Le début de l’opération militaire en Iran a provoqué la crise énergétique la plus grave depuis les années 1970, ce qui a paradoxalement réanimé les revenus du secteur pétrolier russe. La levée partielle des barrières de sanctions américaines pour les livraisons vers l’Inde a transformé le récent déficit de revenus en un superprofit estimé à 10 millions de dollars supplémentaires par jour.
Rallye boursier et « bonus indien »
- Leaders de la croissance : Les actions de Rosneft ont grimpé de 25 % en une semaine et demie, ajoutant plus de 1 000 milliards de roubles à la valeur de l’entreprise. Tatneft a progressé de 20 % et Gazprom Neft de 11 %.
- Retournement des prix : Il y a peine deux mois, la variété Oural se négociait à 40 $ le baril. Aujourd’hui, son prix est monté à 70 $, et dans les ports indiens, le pétrole russe est vendu pour la première fois avec une prime par rapport au Brent.
- Simplification logistique : L’autorisation temporaire des États-Unis pour les ventes vers l’Inde sans conséquences de sanctions a facilité une logistique qui était auparavant « complexe, lente et coûteuse ».

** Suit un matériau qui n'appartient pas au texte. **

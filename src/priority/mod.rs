// (c) Copyright 2025 Mikołaj Kuranowski
// SPDX-License-Identifier: MIT

mod arbitration;
mod code;
mod profile;

pub use arbitration::{collect, handle_priority, is_designated, winner, RouteNetwork, WeightMap};
pub use code::PriorityCode;
pub use profile::{BikeProfile, ExtraRule, Strategy, RACING_PROFILE, TOURING_PROFILE};

use crate::attrs::EdgeAttributes;
use crate::way::{is_ferry, Way};
use crate::RoadType;

/// Base priority multiplier per assigned road type.
const BASE_PRIORITIES: &[(RoadType, f64)] = &[
    (RoadType::Cyclable, 1.5),
    (RoadType::PedestrianBicycleSegregated, 1.3),
    (RoadType::MotorBicycleTrack, 1.3),
    (RoadType::MotorBicycleLane, 1.2),
    (RoadType::PedestrianBicycle, 1.15),
    (RoadType::Pedestrian, 0.4),
    (RoadType::BusBicycle, 0.9),
    (RoadType::MotorBicycle, 0.9),
    (RoadType::Motor, 0.7),
];

/// Priority adjustment per highway class, applied to motor-adjacent road types.
const HIGHWAY_FACTORS: &[(&str, f64)] = &[
    ("living_street", 1.0),
    ("track", 1.0),
    ("path", 1.0),
    ("cycleway", 1.0),
    ("residential", 1.0),
    ("service", 1.0),
    ("platform", 1.0),
    ("unclassified", 1.0),
    ("tertiary", 0.95),
    ("secondary", 0.9),
    ("primary", 0.85),
];

/// How strongly the highway class weighs on each road type, reflecting the
/// proximity to motor traffic. Road types without an entry are insulated from
/// the road and take their base priority unmodified.
const PROXIMITY_COEFFICIENTS: &[(RoadType, f64)] = &[
    (RoadType::MotorBicycleTrack, 1.0),
    (RoadType::MotorBicycleLane, 1.0),
    (RoadType::BusBicycle, 0.9),
    (RoadType::MotorBicycle, 0.9),
    (RoadType::Motor, 0.8),
];

fn base_priority(road_type: RoadType) -> f64 {
    BASE_PRIORITIES
        .iter()
        .find_map(|&(rt, priority)| (rt == road_type).then_some(priority))
        .unwrap_or(1.0)
}

fn highway_factor(highway: Option<&str>) -> f64 {
    highway
        .and_then(|highway| {
            HIGHWAY_FACTORS
                .iter()
                .find_map(|&(h, factor)| (h == highway).then_some(factor))
        })
        .unwrap_or(1.0)
}

fn proximity_coefficient(road_type: RoadType) -> Option<f64> {
    PROXIMITY_COEFFICIENTS
        .iter()
        .find_map(|&(rt, coefficient)| (rt == road_type).then_some(coefficient))
}

/// The multiplicative strategy: the road type's base priority, scaled by the
/// highway class factor and the proximity coefficient for road types exposed
/// to motor traffic. An unassigned road type is neutral.
pub fn multiplicative_priority(way: &Way, road_type: Option<RoadType>) -> f64 {
    let Some(road_type) = road_type else {
        return 1.0;
    };

    let base = base_priority(road_type);
    match proximity_coefficient(road_type) {
        Some(coefficient) => base * highway_factor(way.get_tag("highway")) * coefficient,
        None => base,
    }
}

/// Computes and stores both directions' priorities for a single way.
///
/// Expects the road types to have been classified into `attrs` beforehand
/// (see [classify_road_type](crate::classify_road_type)). Ways without a
/// `highway` tag are skipped entirely unless they are ferries; a ferry's
/// relation code is forced to [PriorityCode::SlightAvoid].
///
/// `network` is the way's route-relation membership, consumed by the
/// arbitration strategy.
pub fn handle_way_tags(
    profile: &BikeProfile,
    way: &Way,
    attrs: &mut EdgeAttributes,
    network: Option<RouteNetwork>,
) {
    let mut relation_code = network.and_then(|n| profile.route_code(n));
    if way.get_tag("highway").is_none() {
        if is_ferry(way) {
            relation_code = Some(PriorityCode::SlightAvoid);
        } else {
            return;
        }
    }

    attrs.set_priority(false, 1.0);
    attrs.set_priority(true, 1.0);

    match profile.strategy {
        Strategy::Multiplicative => {
            for reverse in [false, true] {
                let priority = multiplicative_priority(way, attrs.road_type(reverse));
                attrs.set_priority(reverse, priority);
            }
        }
        Strategy::Arbitration => {
            let way_type_speed = profile.way_type_speed(way);
            let code = handle_priority(profile, way, way_type_speed, relation_code);
            for reverse in [false, true] {
                attrs.set_priority(reverse, code.value() as f64);
            }
        }
    }
}

#[cfg(test)]
mod tests {
    use super::*;
    use crate::road_type::classify_road_type;

    macro_rules! way {
        {$( $k:literal : $v:literal ),+} => {
            Way::from_tags(1, [ $( ($k, $v) ),+ ])
        };
    }

    macro_rules! assert_almost_eq {
        ($a:expr, $b:expr) => {
            assert!(
                (($a - $b) as f64).abs() < 1e-9,
                "assertion failed: {} ≈ {}",
                $a,
                $b
            )
        };
    }

    fn scored(profile: &BikeProfile, way: &Way) -> EdgeAttributes {
        let mut attrs = EdgeAttributes::default();
        classify_road_type(way, &mut attrs);
        handle_way_tags(profile, way, &mut attrs, None);
        attrs
    }

    #[test]
    fn motor_roads_scale_with_highway_class() {
        let attrs = scored(&TOURING_PROFILE, &way! {"highway": "primary"});
        assert_almost_eq!(attrs.priority(false), 0.7 * 0.85 * 0.8);
        assert_almost_eq!(attrs.priority(true), 0.7 * 0.85 * 0.8);

        let attrs = scored(&TOURING_PROFILE, &way! {"highway": "residential"});
        assert_almost_eq!(attrs.priority(false), 0.7 * 1.0 * 0.8);
    }

    #[test]
    fn insulated_road_types_take_base_priority() {
        // Cyclable is not motor-adjacent: the highway factor does not apply.
        let attrs = scored(&TOURING_PROFILE, &way! {"highway": "cycleway"});
        assert_almost_eq!(attrs.priority(false), 1.5);
        assert_almost_eq!(attrs.priority(true), 1.5);

        let attrs = scored(&TOURING_PROFILE, &way! {"highway": "footway"});
        assert_almost_eq!(attrs.priority(false), 0.4);
    }

    #[test]
    fn tracks_and_lanes() {
        let attrs = scored(&TOURING_PROFILE, &way! {"highway": "residential", "cycleway": "track"});
        assert_almost_eq!(attrs.priority(false), 1.3);

        let attrs = scored(&TOURING_PROFILE, &way! {"highway": "secondary", "cycleway": "track"});
        assert_almost_eq!(attrs.priority(false), 1.3 * 0.9);

        let attrs = scored(&TOURING_PROFILE, &way! {"highway": "secondary", "cycleway": "share_busway"});
        // Only the forward direction carries the bus lane; backward stays unset.
        assert_almost_eq!(attrs.priority(false), 0.9 * 0.9 * 0.9);
        assert_almost_eq!(attrs.priority(true), 1.0);
    }

    #[test]
    fn directions_score_independently() {
        let w = way! {"highway": "residential", "cycleway:left": "track", "cycleway:right": "lane"};
        let attrs = scored(&TOURING_PROFILE, &w);
        assert_almost_eq!(attrs.priority(false), 1.2); // lane forward
        assert_almost_eq!(attrs.priority(true), 1.3); // track backward
    }

    #[test]
    fn ways_without_highway_are_skipped() {
        let w = way! {"railway": "rail"};
        let mut attrs = EdgeAttributes::default();
        attrs.set_priority(false, 0.5);
        handle_way_tags(&TOURING_PROFILE, &w, &mut attrs, None);
        assert_almost_eq!(attrs.priority(false), 0.5);
        assert_almost_eq!(attrs.priority(true), 1.0);
    }

    #[test]
    fn ferries_are_scored() {
        let w = way! {"route": "ferry"};
        let mut attrs = EdgeAttributes::default();
        classify_road_type(&w, &mut attrs);
        handle_way_tags(&TOURING_PROFILE, &w, &mut attrs, None);
        // The classifier falls back to Motor; without a highway tag only the
        // proximity coefficient applies.
        assert_almost_eq!(attrs.priority(false), 0.7 * 0.8);
    }

    #[test]
    fn arbitration_strategy_stores_ordinals() {
        let profile = BikeProfile {
            strategy: Strategy::Arbitration,
            ..TOURING_PROFILE
        };

        let attrs = scored(&profile, &way! {"highway": "residential", "lcn": "yes"});
        assert_almost_eq!(attrs.priority(false), PriorityCode::Prefer.value() as f64);
        assert_almost_eq!(attrs.priority(true), PriorityCode::Prefer.value() as f64);

        let mut attrs = EdgeAttributes::default();
        let w = way! {"highway": "residential"};
        handle_way_tags(&profile, &w, &mut attrs, Some(RouteNetwork::Regional));
        assert_almost_eq!(attrs.priority(false), PriorityCode::VeryNice.value() as f64);
    }

    #[test]
    fn arbitration_scores_ferries_slight_avoid() {
        let profile = BikeProfile {
            strategy: Strategy::Arbitration,
            ..TOURING_PROFILE
        };
        let mut attrs = EdgeAttributes::default();
        let w = way! {"route": "ferry"};
        handle_way_tags(&profile, &w, &mut attrs, None);
        assert_almost_eq!(attrs.priority(false), PriorityCode::SlightAvoid.value() as f64);
    }
}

La situation actuelle illustre parfaitement comment le chaos mondial favorise la résilience de la base de ressources russe. La « légalisation » de fait des exportations vers l’Inde par Washington — une tentative de freiner les prix mondiaux — offre au Kremlin des milliards de dollars qui étaient auparavant consumés par les coûts logistiques. C’est une fenêtre d’opportunité à court terme qui permet à la Russie d’ignorer ses problèmes économiques internes grâce à une conjoncture externe favorable.